Medical education can be extremely stressful at all stages: premed, undergraduate medical education, residency, and fellowships. Students expect volumes of course material, frequent exams, long hours of study, compromises and negotiation in social relationships, sleep deprivation, limited physical activity and recreational activities, and eating habits that are often sacrificed for the sake of scholastic/clinical demands. At the same time, students expect to be successful, competent, and empathetic.
Since 2001, the Department of Family Medicine has been offering “Balancing Personal & Professional Demands”, a type of “Self-care 101” course, to approximately 10-20 first-year medical students (M1s) in the second semester of medical school. Through this project, PI Donna Cameron, Associate Professor in the Department of Family Medicine, will develop an online version of this course, and will run both courses in parallel in order to compare behavior changes of students in the traditional course with behavior changes of students in the online course.

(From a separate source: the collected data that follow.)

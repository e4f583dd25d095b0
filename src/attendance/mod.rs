pub mod clock;
pub mod reconcile;
pub mod roster;
pub mod service;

The online course will be implemented using several technologies, including a website developed by a student from the Spring 2015 traditional course. Blackboard (for emailing the online students), Zoom (for videoconferencing) and VoiceThread (for weekly updates from each student) will be vehicles for communication with online students.
If proven equally as effective as the in-person format, this online course could be opened up to other Georgetown graduate students, or perhaps offer the course as an option to university faculty, staff and administrators, in keeping with institutional philosophy of teaching the whole person.